Miguel Torga, Piedras labradas

No era a esa sierra de la que habla Torga hacia donde nos dirigimos aquella mañana, ni buscábamos esa aldea perdida, demasiado al norte, pero sí que salimos muy contentos de hacer un viaje al extranjero. Si por nosotros fuera, que Cataluña se haga independiente, y también  el País Vasco. ¿Por qué no? Así tendríamos el extranjero más cerca, y podríamos viajar a él más rápida y cómodamente. Al mismo tiempo, no nos importaría que Portugal y España se fusionaran en una única nación. Nos enriqueceríamos una barbaridad: el fado, Eça, Lisboa, el bacalao, Pessoa, Oporto, los altramuces, Torga, Coimbra... Como se ve, albergamos ideas contradictorias y muy frívolas, pero no nos importa. El caso es que todas esas cosas, Coimbra, Torga, los altramuces..., las disfrutamos igualmente. Y lo mismo nos sucede con la butifarra, el Barça de Guardiola, Pla, el chacolí, San Sebastián, Bilbao o Barcelona, sin importarnos nada más. 
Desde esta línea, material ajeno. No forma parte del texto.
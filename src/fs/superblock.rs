//! The superblock, stored at block 0 of the image.

use crate::error::{FsError, Result};
use crate::util;
use crate::{EXT2_SIGNATURE, MAX_BLOCKS, MAX_INODES, RESERVED_BLOCKS};
use std::mem;
use uuid::Uuid;

/// Filesystem state: clean.
const FS_STATE_CLEAN: u16 = 1;
/// Error handling action: ignore and continue.
const ERR_ACTION_IGNORE: u16 = 1;
/// The number of mounts allowed before a consistency check is advised.
const MAX_MOUNT_COUNT: u16 = 20;
/// The interval between advised consistency checks, in seconds.
const CHECK_INTERVAL: u32 = 1800;
/// The volume label written at format time.
const VOLUME_LABEL: &str = "EXT2FS";

/// The superblock record.
///
/// Only the signature and the two free counters are actually enforced by
/// the engine; the remaining fields describe the geometry for external
/// tools and are carried verbatim.
#[repr(C, packed)]
#[derive(Clone, Copy)]
pub struct Superblock {
    /// Total number of inodes in the filesystem.
    pub total_inodes: u32,
    /// Total number of blocks in the filesystem.
    pub total_blocks: u32,
    /// Number of reserved blocks.
    pub reserved_blocks: u32,
    /// Number of unallocated blocks.
    pub free_blocks: u32,
    /// Number of unallocated inodes.
    pub free_inodes: u32,
    /// The first data block.
    pub first_data_block: u32,
    /// log2(block_size) - 10.
    pub block_size_log: u32,
    /// log2(fragment_size) - 10.
    pub fragment_size_log: u32,
    /// The number of blocks per block group.
    pub blocks_per_group: u32,
    /// The number of fragments per block group.
    pub fragments_per_group: u32,
    /// The number of inodes per block group.
    pub inodes_per_group: u32,
    /// Timestamp of the last mount.
    pub last_mount_time: u32,
    /// Timestamp of the last write.
    pub last_write_time: u32,
    /// Number of mounts since the last consistency check.
    pub mount_count: u16,
    /// Number of mounts allowed before a consistency check.
    pub max_mount_count: u16,
    /// The filesystem signature.
    pub signature: u16,
    /// The filesystem state.
    pub state: u16,
    /// The action to take when an error is detected.
    pub error_action: u16,
    /// The minor version.
    pub minor_version: u16,
    /// Timestamp of the last consistency check.
    pub last_check_time: u32,
    /// Interval between mandatory consistency checks.
    pub check_interval: u32,
    /// The id of the creating operating system.
    pub creator_os: u32,
    /// The major version.
    pub major_version: u32,
    /// UID allowed to use reserved blocks.
    pub reserved_uid: u16,
    /// GID allowed to use reserved blocks.
    pub reserved_gid: u16,
    /// The first non-reserved inode.
    pub first_inode: u32,
    /// The size of an inode record in bytes.
    pub inode_size: u16,
    /// The block group containing this superblock.
    pub superblock_group: u16,
    /// Compatible feature flags.
    pub features_compat: u32,
    /// Incompatible feature flags.
    pub features_incompat: u32,
    /// Read-only compatible feature flags.
    pub features_ro_compat: u32,
    /// The filesystem id.
    pub filesystem_id: [u8; 16],
    /// The volume name.
    pub volume_name: [u8; 16],
    /// The path the filesystem was last mounted to.
    pub last_mount_path: [u8; 64],
    /// The journal id.
    pub journal_id: [u8; 16],
}

/// Copies `s` into a zero-padded fixed-size buffer.
fn fixed_str<const N: usize>(s: &str) -> [u8; N] {
    let mut buf = [0u8; N];
    let len = s.len().min(N);
    buf[..len].copy_from_slice(&s.as_bytes()[..len]);
    buf
}

impl Superblock {
    /// Returns an all-zero record, as held before a mount.
    pub fn zeroed() -> Self {
        unsafe { mem::zeroed() }
    }

    /// Builds the superblock of a freshly formatted image.
    ///
    /// The free counters are left at zero; the volume manager fills them in
    /// from the bitmaps once the root directory exists.
    pub fn new_formatted() -> Self {
        let now = util::timestamp();
        let mut superblock = Self::zeroed();
        superblock.total_inodes = MAX_INODES as u32;
        superblock.total_blocks = MAX_BLOCKS as u32;
        superblock.reserved_blocks = RESERVED_BLOCKS;
        superblock.first_data_block = 1;
        superblock.blocks_per_group = MAX_BLOCKS as u32;
        superblock.fragments_per_group = MAX_BLOCKS as u32;
        superblock.inodes_per_group = MAX_INODES as u32;
        superblock.last_mount_time = now;
        superblock.last_write_time = now;
        superblock.max_mount_count = MAX_MOUNT_COUNT;
        superblock.signature = EXT2_SIGNATURE;
        superblock.state = FS_STATE_CLEAN;
        superblock.error_action = ERR_ACTION_IGNORE;
        superblock.last_check_time = now;
        superblock.check_interval = CHECK_INTERVAL;
        superblock.first_inode = 11;
        superblock.inode_size = crate::INODE_SIZE as u16;
        superblock.filesystem_id = Uuid::new_v4().into_bytes();
        superblock.volume_name = fixed_str(VOLUME_LABEL);
        superblock.last_mount_path = fixed_str("/");
        superblock
    }

    /// Verifies the filesystem signature.
    pub fn check_signature(&self) -> Result<()> {
        if self.signature == EXT2_SIGNATURE {
            Ok(())
        } else {
            Err(FsError::Corrupt)
        }
    }
}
El caso es que nos gustó mucho pasar al otro lado de la Raya. Valverde está a dos pasos del extranjero, y el extranjero es Portugal, pero si no fuese por la cartelería y las señales de tráfico, ni te darías cuenta de que has cambiado de país. La tierra tiene el mismo color oxidado, los árboles son los mismos, de un verde modesto y suave: olivos, fresnos, plátanos, madroños, chopos... Se ven algunas alquerías arruinadas, y pueblos subidos en lo más alto de unas peñas oscuras. Apenas circulan coches, y las carreteras son estrechas y bien asfaltadas.

Subimos a uno de esos pueblos colgados de las rocas. Monsanto. Dejamos el coche aparcado bajo un celindo. Las calles, muy pinas, se veían vacías. Subimos hasta el castillo. Había allí, en todo lo alto, unas piedras de un tamaño desmesurado. Don Quijote habría entablado desigual batalla con ellas. Como un día echen a rodar, aplastarán a todo el pueblo.

Todo era paisaje alrededor.

Algunas casas estaban excavadas en las rocas, de granito gris casi negro. Unas cuantas estaban abandonadas y en venta. Otras, arruinadas, vacías, como una caries en la roca. A la puerta de una de estas, una anciana dulcísima vendía unas muñecas de lana que ella misma estaba componiendo. Le compramos una. Si tras esto se hubiese disuelto delante de nuestros ojos, o se hubiese marchado, volando por el aire limpio, no nos habría parecido raro. 







Estaba todo cerrado, salvo un pequeño bar, la oficina de correos y la de Turismo. En esta última charlamos un rato con la muchacha que la atendía. Se puso muy contenta cuando nos vio entrar. Nos atendió con mucho esmero, seguramente porque debe aburrirse muchísmo, todo el día detrás de un mostrador sin que entre nadie. Nos empujó a que visitásemos, en una sala anexa, una exposición de artistas plásticos portugueses. La andan girando por todo el país. Nos parecieron como los artistas plásticos de todas partes. Entiende uno que no se quieran llamar pintores, porque lo que allí vimos era algo que no tenía nada que ver con la pintura. Se los agradecimos mucho a la muchacha, pero salimos de allí corriendo. 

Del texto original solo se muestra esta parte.